### [YOUR ASSIGNMENT]
Output every entry exactly as given.

+++ GIVEN DATA

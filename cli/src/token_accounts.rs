use std::sync::Arc;

use async_trait::async_trait;
use reward_pool::constants::TOKEN_PROGRAM_ID;
use solana_sdk::{instruction::Instruction, pubkey::Pubkey};
use spl_associated_token_account_client::{
    address::get_associated_token_address_with_program_id,
    instruction::create_associated_token_account_idempotent,
};

use crate::ledger::{Ledger, TransportError};

/// Derives and provisions reward-bearing token accounts
#[cfg_attr(test, mockall::automock)]
#[async_trait]
pub trait TokenAccountService: Send + Sync {
    fn derive_account_address(&self, owner: &Pubkey, mint: &Pubkey) -> Pubkey;

    /// Returns the creation instruction when the account does not exist yet.
    async fn ensure_account_exists(
        &self,
        payer: &Pubkey,
        owner: &Pubkey,
        mint: &Pubkey,
    ) -> Result<Option<Instruction>, TransportError>;
}

/// Associated token accounts, looked up through a ledger
pub struct AssociatedTokenService<L> {
    ledger: Arc<L>,
}

impl<L: Ledger> AssociatedTokenService<L> {
    pub fn new(ledger: Arc<L>) -> Self {
        Self { ledger }
    }
}

#[async_trait]
impl<L: Ledger> TokenAccountService for AssociatedTokenService<L> {
    fn derive_account_address(&self, owner: &Pubkey, mint: &Pubkey) -> Pubkey {
        get_associated_token_address_with_program_id(owner, mint, &TOKEN_PROGRAM_ID)
    }

    async fn ensure_account_exists(
        &self,
        payer: &Pubkey,
        owner: &Pubkey,
        mint: &Pubkey,
    ) -> Result<Option<Instruction>, TransportError> {
        let address = self.derive_account_address(owner, mint);
        if self.ledger.read_account(&address).await?.is_some() {
            return Ok(None);
        }

        Ok(Some(create_associated_token_account_idempotent(
            payer,
            owner,
            mint,
            &TOKEN_PROGRAM_ID,
        )))
    }
}
// Copyright 2026 BadCompany
//
// Licensed under the Apache License, Version 2.0 (the "License");
// you may not use this file except in compliance with the License.
// You may obtain a copy of the License at
//
//     http://www.apache.org/licenses/LICENSE-2.0
//
// Unless required by applicable law or agreed to in writing, software
// distributed under the License is distributed on an "AS IS" BASIS,
// WITHOUT WARRANTIES OR CONDITIONS OF ANY KIND, either express or implied.
// See the License for the specific language governing permissions and
// limitations under the License.

// Main entry point for the dirserve daemon.

use clap::Parser;
use std::path::PathBuf;
use std::sync::Arc;
use tokio::net::TcpListener;
use tokio::sync::Mutex;
use tokio_util::sync::CancellationToken;
use tracing::info;
use tracing_subscriber::EnvFilter;

use dirserve::config::Config;
use dirserve::server::listener::{bootstrap, serve};
use dirserve::service::Services;
use dirserve::store::{FlatFile, GroupStore, UserStore};

#[derive(Parser, Debug)]
#[command(version, about, long_about = None)]
struct Cli {
    /// Address to bind, e.g. 127.0.0.1:5050
    #[arg(short, long)]
    bind: Option<String>,

    /// Directory holding the flat-file snapshots
    #[arg(long)]
    data_dir: Option<PathBuf>,

    /// Log level override (trace|debug|info|warn|error)
    #[arg(long)]
    log_level: Option<String>,

    /// Emit logs as JSON
    #[arg(long)]
    log_json: bool,
}

#[tokio::main]
async fn main() -> anyhow::Result<()> {
    let cli = Cli::parse();

    // Env is the base layer, CLI flags overlay it.
    let mut config = Config::from_env();
    if let Some(bind) = cli.bind {
        config.bind_addr = bind;
    }
    if let Some(data_dir) = cli.data_dir {
        config.data_dir = data_dir;
    }
    if let Some(level) = cli.log_level {
        config.log_level = level;
    }
    if cli.log_json {
        config.log_format = "json".to_string();
    }

    init_tracing(&config);

    let user_store = Arc::new(Mutex::new(UserStore::new(Box::new(FlatFile::new(
        config.users_path(),
    )))));
    let group_store = Arc::new(Mutex::new(GroupStore::new(Box::new(FlatFile::new(
        config.groups_path(),
    )))));
    user_store.lock().await.load()?;
    group_store.lock().await.load()?;
    bootstrap(&config, &user_store, &group_store).await?;

    let services = Arc::new(Services::new(user_store, group_store));
    let listener = TcpListener::bind(&config.bind_addr).await?;

    let shutdown = CancellationToken::new();
    {
        let shutdown = shutdown.clone();
        tokio::spawn(async move {
            if tokio::signal::ctrl_c().await.is_ok() {
                info!("ctrl-c received, shutting down");
                shutdown.cancel();
            }
        });
    }

    serve(listener, services, Arc::new(config), shutdown).await
}

fn init_tracing(config: &Config) {
    let filter =
        EnvFilter::try_new(&config.log_level).unwrap_or_else(|_| EnvFilter::new("info"));
    if config.log_format == "json" {
        tracing_subscriber::fmt()
            .with_env_filter(filter)
            .json()
            .init();
    } else {
        tracing_subscriber::fmt().with_env_filter(filter).init();
    }
}
// Copyright 2026 BadCompany
//
// Licensed under the Apache License, Version 2.0 (the "License");
// you may not use this file except in compliance with the License.
// You may obtain a copy of the License at
//
//     http://www.apache.org/licenses/LICENSE-2.0
//
// Unless required by applicable law or agreed to in writing, software
// distributed under the License is distributed on an "AS IS" BASIS,
// WITHOUT WARRANTIES OR CONDITIONS OF ANY KIND, either express or implied.
// See the License for the specific language governing permissions and
// limitations under the License.

//! Group CRUD and membership. Members need not exist as users; the group
//! must exist for membership changes.

use crate::directory::errors::DirectoryError;
use crate::directory::models::Group;
use crate::service::Shared;
use crate::store::GroupStore;
use tracing::info;

pub struct GroupService {
    groups: Shared<GroupStore>,
}

impl GroupService {
    pub fn new(groups: Shared<GroupStore>) -> Self {
        Self { groups }
    }

    pub async fn create_group(&self, name: &str) -> Result<(), DirectoryError> {
        let mut store = self.groups.lock().await;
        if store.find(name).is_some() {
            return Err(DirectoryError::AlreadyExists(format!("group {name}")));
        }
        store.upsert(Group::new(name));
        store.save()?;
        info!(group = name, "group created");
        Ok(())
    }

    pub async fn delete_group(&self, name: &str) -> Result<(), DirectoryError> {
        let mut store = self.groups.lock().await;
        if !store.remove(name) {
            return Err(DirectoryError::NotFound(format!("group {name}")));
        }
        store.save()?;
        info!(group = name, "group deleted");
        Ok(())
    }

    /// Adding an existing member is a no-op, not an error.
    pub async fn add_member(&self, name: &str, username: &str) -> Result<(), DirectoryError> {
        let mut store = self.groups.lock().await;
        {
            let group = store
                .find_mut(name)
                .ok_or_else(|| DirectoryError::NotFound(format!("group {name}")))?;
            group.add_member(username);
        }
        store.save()?;
        Ok(())
    }

    /// Removing a non-member is likewise a no-op.
    pub async fn remove_member(&self, name: &str, username: &str) -> Result<(), DirectoryError> {
        let mut store = self.groups.lock().await;
        {
            let group = store
                .find_mut(name)
                .ok_or_else(|| DirectoryError::NotFound(format!("group {name}")))?;
            group.remove_member(username);
        }
        store.save()?;
        Ok(())
    }

    pub async fn list_groups(&self) -> Vec<Group> {
        self.groups.lock().await.list_all().to_vec()
    }
}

++++++

### [EXERCISE RESPONSE]
filename cli/src/token_accounts.rs
use std::sync::Arc;

use async_trait::async_trait;
use reward_pool::constants::TOKEN_PROGRAM_ID;
use solana_sdk::{instruction::Instruction, pubkey::Pubkey};
use spl_associated_token_account_client::{
    address::get_associated_token_address_with_program_id,
    instruction::create_associated_token_account_idempotent,
};

use crate::ledger::{Ledger, TransportError};

/// Derives and provisions reward-bearing token accounts
#[cfg_attr(test, mockall::automock)]
#[async_trait]
pub trait TokenAccountService: Send + Sync {
    fn derive_account_address(&self, owner: &Pubkey, mint: &Pubkey) -> Pubkey;

    /// Returns the creation instruction when the account does not exist yet.
    async fn ensure_account_exists(
        &self,
        payer: &Pubkey,
        owner: &Pubkey,
        mint: &Pubkey,
    ) -> Result<Option<Instruction>, TransportError>;
}

/// Associated token accounts, looked up through a ledger
pub struct AssociatedTokenService<L> {
    ledger: Arc<L>,
}

impl<L: Ledger> AssociatedTokenService<L> {
    pub fn new(ledger: Arc<L>) -> Self {
        Self { ledger }
    }
}

#[async_trait]
impl<L: Ledger> TokenAccountService for AssociatedTokenService<L> {
    fn derive_account_address(&self, owner: &Pubkey, mint: &Pubkey) -> Pubkey {
        get_associated_token_address_with_program_id(owner, mint, &TOKEN_PROGRAM_ID)
    }

    async fn ensure_account_exists(
        &self,
        payer: &Pubkey,
        owner: &Pubkey,
        mint: &Pubkey,
    ) -> Result<Option<Instruction>, TransportError> {
        let address = self.derive_account_address(owner, mint);
        if self.ledger.read_account(&address).await?.is_some() {
            return Ok(None);
        }

        Ok(Some(create_associated_token_account_idempotent(
            payer,
            owner,
            mint,
            &TOKEN_PROGRAM_ID,
        )))
    }
}
// Copyright 2026 BadCompany
//
// Licensed under the Apache License, Version 2.0 (the "License");
// you may not use this file except in compliance with the License.
// You may obtain a copy of the License at
//
//     http://www.apache.org/licenses/LICENSE-2.0
//
// Unless required by applicable law or agreed to in writing, software
// distributed under the License is distributed on an "AS IS" BASIS,
// WITHOUT WARRANTIES OR CONDITIONS OF ANY KIND, either express or implied.
// See the License for the specific language governing permissions and
// limitations under the License.

// Main entry point for the dirserve daemon.

use clap::Parser;
use std::path::PathBuf;
use std::sync::Arc;
use tokio::net::TcpListener;
use tokio::sync::Mutex;
use tokio_util::sync::CancellationToken;
use tracing::info;
use tracing_subscriber::EnvFilter;

use dirserve::config::Config;
use dirserve::server::listener::{bootstrap, serve};
use dirserve::service::Services;
use dirserve::store::{FlatFile, GroupStore, UserStore};

#[derive(Parser, Debug)]
#[command(version, about, long_about = None)]
struct Cli {
    /// Address to bind, e.g. 127.0.0.1:5050
    #[arg(short, long)]
    bind: Option<String>,

    /// Directory holding the flat-file snapshots
    #[arg(long)]
    data_dir: Option<PathBuf>,

    /// Log level override (trace|debug|info|warn|error)
    #[arg(long)]
    log_level: Option<String>,

    /// Emit logs as JSON
    #[arg(long)]
    log_json: bool,
}

#[tokio::main]
async fn main() -> anyhow::Result<()> {
    let cli = Cli::parse();

    // Env is the base layer, CLI flags overlay it.
    let mut config = Config::from_env();
    if let Some(bind) = cli.bind {
        config.bind_addr = bind;
    }
    if let Some(data_dir) = cli.data_dir {
        config.data_dir = data_dir;
    }
    if let Some(level) = cli.log_level {
        config.log_level = level;
    }
    if cli.log_json {
        config.log_format = "json".to_string();
    }

    init_tracing(&config);

    let user_store = Arc::new(Mutex::new(UserStore::new(Box::new(FlatFile::new(
        config.users_path(),
    )))));
    let group_store = Arc::new(Mutex::new(GroupStore::new(Box::new(FlatFile::new(
        config.groups_path(),
    )))));
    user_store.lock().await.load()?;
    group_store.lock().await.load()?;
    bootstrap(&config, &user_store, &group_store).await?;

    let services = Arc::new(Services::new(user_store, group_store));
    let listener = TcpListener::bind(&config.bind_addr).await?;

    let shutdown = CancellationToken::new();
    {
        let shutdown = shutdown.clone();
        tokio::spawn(async move {
            if tokio::signal::ctrl_c().await.is_ok() {
                info!("ctrl-c received, shutting down");
                shutdown.cancel();
            }
        });
    }

    serve(listener, services, Arc::new(config), shutdown).await
}

fn init_tracing(config: &Config) {
    let filter =
        EnvFilter::try_new(&config.log_level).unwrap_or_else(|_| EnvFilter::new("info"));
    if config.log_format == "json" {
        tracing_subscriber::fmt()
            .with_env_filter(filter)
            .json()
            .init();
    } else {
        tracing_subscriber::fmt().with_env_filter(filter).init();
    }
}
// Copyright 2026 BadCompany
//
// Licensed under the Apache License, Version 2.0 (the "License");
// you may not use this file except in compliance with the License.
// You may obtain a copy of the License at
//
//     http://www.apache.org/licenses/LICENSE-2.0
//
// Unless required by applicable law or agreed to in writing, software
// distributed under the License is distributed on an "AS IS" BASIS,
// WITHOUT WARRANTIES OR CONDITIONS OF ANY KIND, either express or implied.
// See the License for the specific language governing permissions and
// limitations under the License.

//! Group CRUD and membership. Members need not exist as users; the group
//! must exist for membership changes.

use crate::directory::errors::DirectoryError;
use crate::directory::models::Group;
use crate::service::Shared;
use crate::store::GroupStore;
use tracing::info;

pub struct GroupService {
    groups: Shared<GroupStore>,
}

impl GroupService {
    pub fn new(groups: Shared<GroupStore>) -> Self {
        Self { groups }
    }

    pub async fn create_group(&self, name: &str) -> Result<(), DirectoryError> {
        let mut store = self.groups.lock().await;
        if store.find(name).is_some() {
            return Err(DirectoryError::AlreadyExists(format!("group {name}")));
        }
        store.upsert(Group::new(name));
        store.save()?;
        info!(group = name, "group created");
        Ok(())
    }

    pub async fn delete_group(&self, name: &str) -> Result<(), DirectoryError> {
        let mut store = self.groups.lock().await;
        if !store.remove(name) {
            return Err(DirectoryError::NotFound(format!("group {name}")));
        }
        store.save()?;
        info!(group = name, "group deleted");
        Ok(())
    }

    /// Adding an existing member is a no-op, not an error.
    pub async fn add_member(&self, name: &str, username: &str) -> Result<(), DirectoryError> {
        let mut store = self.groups.lock().await;
        {
            let group = store
                .find_mut(name)
                .ok_or_else(|| DirectoryError::NotFound(format!("group {name}")))?;
            group.add_member(username);
        }
        store.save()?;
        Ok(())
    }

    /// Removing a non-member is likewise a no-op.
    pub async fn remove_member(&self, name: &str, username: &str) -> Result<(), DirectoryError> {
        let mut store = self.groups.lock().await;
        {
            let group = store
                .find_mut(name)
                .ok_or_else(|| DirectoryError::NotFound(format!("group {name}")))?;
            group.remove_member(username);
        }
        store.save()?;
        Ok(())
    }

    pub async fn list_groups(&self) -> Vec<Group> {
        self.groups.lock().await.list_all().to_vec()
    }
}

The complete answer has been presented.